It's true. Me and Wing Chun (my beautiful springtime) are getting divorced !

It's the upright stance. I believe this is a barrier to learning moves from other disciples. The hook and cross type moves from boxing have the top-half move. The angling-off with the stick again head moves off line. Judo moves have head forward and so does wrestling. (I wrote about chin up below, in another post).

I have invested time in the forms and 'being correct' but the dividends maybe minimal, given that the rewards from other disciplines are being removed. This is a point worth considering if you want to cross-train. Wing Chun could be a barrier to learning mmmmm ..... *if* the upright stance is creeping into your other moves unintentionally.

Actually this isn't a real divorce. it will be a separation of that element. The dummy moves will have to be less upright therefore. The arm shapes can look like other shapes too. The kicks are ok as you still sit down when kicking too, in other applications. That can stay.

Arbitration maybe needed to settle costs and payout for Wing Chun. Or she can pay me. Either way the association cannot continue the way it has been.


Michael said...

The fully upright stance is kind of like "training wheels". Practicing this way, it's a little easier to learn to push/hit/project energy with your whole body working as a unit. Beginners have a natural tendency to hit with the upper body seperate from the lower body, so the stance was probably developed too teach people to come forward from their center of gravity instead of from their head and shoulders first. Once you're comfortable maintaining the integerity of your whole body as a unit, you no longer need to hold the butt tucked in. When appropriate, you can still use wingchun to fight from a lower silat or wrestler type stance, as long as your whole body works as a single unit, and not as two or more separate pieces.

I've recently strarted to discover how closely wingchun is related to white crane style. White crane, like wingchun, was developed in Fujian province. "Wingchun" is the Cantonese pronunciation of "Yong Chun". Yongchun is the name of a city in Fujian province. The style of white crane practiced there is called "Yongchun white crane". Their forms are different than wing chun, as is their "push hands", but I'll be damned if their stances and movements don't closely resemble the stances and movements of wingchun kung fu! just because the share the same character (yongchun) in their name, doesn't mean they are directly related, but after watching some video of yongchun white crane I find it highly likely. Anyway, most other crane styles have more forward lean, unlike wing chun, but still with the spine straight and head up. I have classmates in wingchun who stop tucking their butt in once they learn how to move correctly, and relax into a more natural fighting stance, slight forward lean. But by the time they learn how to fight from that stance, their good engough to bounce me off the wall like a ping-pong ball.

Michael said...

Remember that if you are doing "moves", you are not using kung fu, you are imitating kungfu. Imitating kung fu is the first step in learning it, but is not the same thing as learning kung fu.

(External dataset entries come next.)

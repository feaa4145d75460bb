//! Live pointer readout for picking `--click` coordinates.
//!
//! A background thread turns global key presses into [`TrackerEvent`]s on a
//! channel; the foreground loop polls the pointer and consumes them.

use crate::desktop::Point;
use anyhow::{anyhow, bail, Result};
use crossbeam_channel::{Receiver, RecvTimeoutError, Sender};
use enigo::{Enigo, Mouse, Settings};
use rdev::{EventType, Key};
use std::io::{self, Write};
use std::ops::ControlFlow;
use std::thread;
use std::time::Duration;
use tracing::warn;

pub const POLL_INTERVAL: Duration = Duration::from_millis(50);

#[derive(Debug, Clone, Copy, PartialEq, Eq)]
pub enum TrackerEvent {
    Record,
    Quit,
}

#[derive(Debug, Default)]
pub struct Tracker {
    positions: Vec<Point>,
}

impl Tracker {
    pub fn handle(&mut self, event: TrackerEvent, at: Point) -> ControlFlow<()> {
        match event {
            TrackerEvent::Record => {
                self.positions.push(at);
                println!(
                    "\nrecorded #{:2}: X: {:4}, Y: {:4}",
                    self.positions.len(),
                    at.x,
                    at.y
                );
                ControlFlow::Continue(())
            }
            TrackerEvent::Quit => ControlFlow::Break(()),
        }
    }

    #[cfg(test)]
    pub fn positions(&self) -> &[Point] {
        &self.positions
    }

    pub fn into_positions(self) -> Vec<Point> {
        self.positions
    }
}

fn map_key(event_type: &EventType) -> Option<TrackerEvent> {
    match event_type {
        EventType::KeyPress(Key::Return) | EventType::KeyPress(Key::KpReturn) => {
            Some(TrackerEvent::Record)
        }
        EventType::KeyPress(Key::Escape) => Some(TrackerEvent::Quit),
        _ => None,
    }
}

/// Enter records, Esc quits. The listener thread lives until the process exits.
pub fn spawn_key_listener() -> Receiver<TrackerEvent> {
    let (tx, rx): (Sender<TrackerEvent>, Receiver<TrackerEvent>) = crossbeam_channel::unbounded();
    thread::spawn(move || {
        let result = rdev::listen(move |event| {
            if let Some(mapped) = map_key(&event.event_type) {
                let _ = tx.send(mapped);
            }
        });
        if let Err(err) = result {
            warn!("global key listener stopped: {err:?}");
        }
    });
    rx
}

/// Poll `pointer` every `poll` until a quit event arrives.
pub fn track_until_quit<P>(
    events: &Receiver<TrackerEvent>,
    mut pointer: P,
    poll: Duration,
) -> Result<Vec<Point>>
where
    P: FnMut() -> Result<Point>,
{
    let mut tracker = Tracker::default();
    loop {
        let at = pointer()?;
        print!("\rlive -> X: {:4}, Y: {:4}  ", at.x, at.y);
        let _ = io::stdout().flush();

        match events.recv_timeout(poll) {
            Ok(event) => {
                if tracker.handle(event, at).is_break() {
                    break;
                }
            }
            Err(RecvTimeoutError::Timeout) => {}
            Err(RecvTimeoutError::Disconnected) => {
                bail!("key listener is gone; check input-monitoring permissions")
            }
        }
    }
    println!();
    Ok(tracker.into_positions())
}

pub fn render_positions(positions: &[Point]) -> String {
    let rule = "=".repeat(40);
    let mut lines = vec![rule.clone(), "recorded positions:".to_string(), rule.clone()];
    for (i, p) in positions.iter().enumerate() {
        lines.push(format!("  #{:2}: X: {:4}, Y: {:4}  (--click {},{})", i + 1, p.x, p.y, p.x, p.y));
    }
    lines.push(rule);
    lines.join("\n")
}

pub fn run_tracker() -> Result<Vec<Point>> {
    let enigo = Enigo::new(&Settings::default())
        .map_err(|err| anyhow!("failed to open input connection: {err}"))?;
    println!("mouse position tracker");
    println!("Enter: record position | Esc: quit");
    println!("{}", "-".repeat(40));

    let events = spawn_key_listener();
    track_until_quit(
        &events,
        || {
            let (x, y) = enigo
                .location()
                .map_err(|err| anyhow!("pointer query failed: {err}"))?;
            Ok(Point { x, y })
        },
        POLL_INTERVAL,
    )
}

All kungfu (not just wingchun) is about learning to feel. And every move feels exactly the same. If you know what several moves are supposed to feel like, you know what all moves are supposed to feel like, so you stop focusing on which move to use and focus on maintaining the correct feeling of projection and connection at all times, and the correct moves just appear spontaneously. It requires faith and diligence to learn, but it works, and when it works it is very powerful.

I believe this to be true of all traditional, non-sport martial arts, including FMA and silat, taichi, even Okinawan karate.

When you train wingchun, train feeling from the upright wingchun stance. When you train silat, train feeling from the lower, crouching stance.

Feeling is feeling, projecting energy is projecting energy, and connecting your center of mass to another person's center of mass is the same, regardless of stance.

So long as your body maintains integrity as a unified, unbroken whole.

Wooden Dummy Central said...

Thanks very much Michael for your thoughtful and detailed comment on my blog.
You obviously know a thing or two and are very knowledgeable.

Do you have a blog or webpage or anything ?

Thanks !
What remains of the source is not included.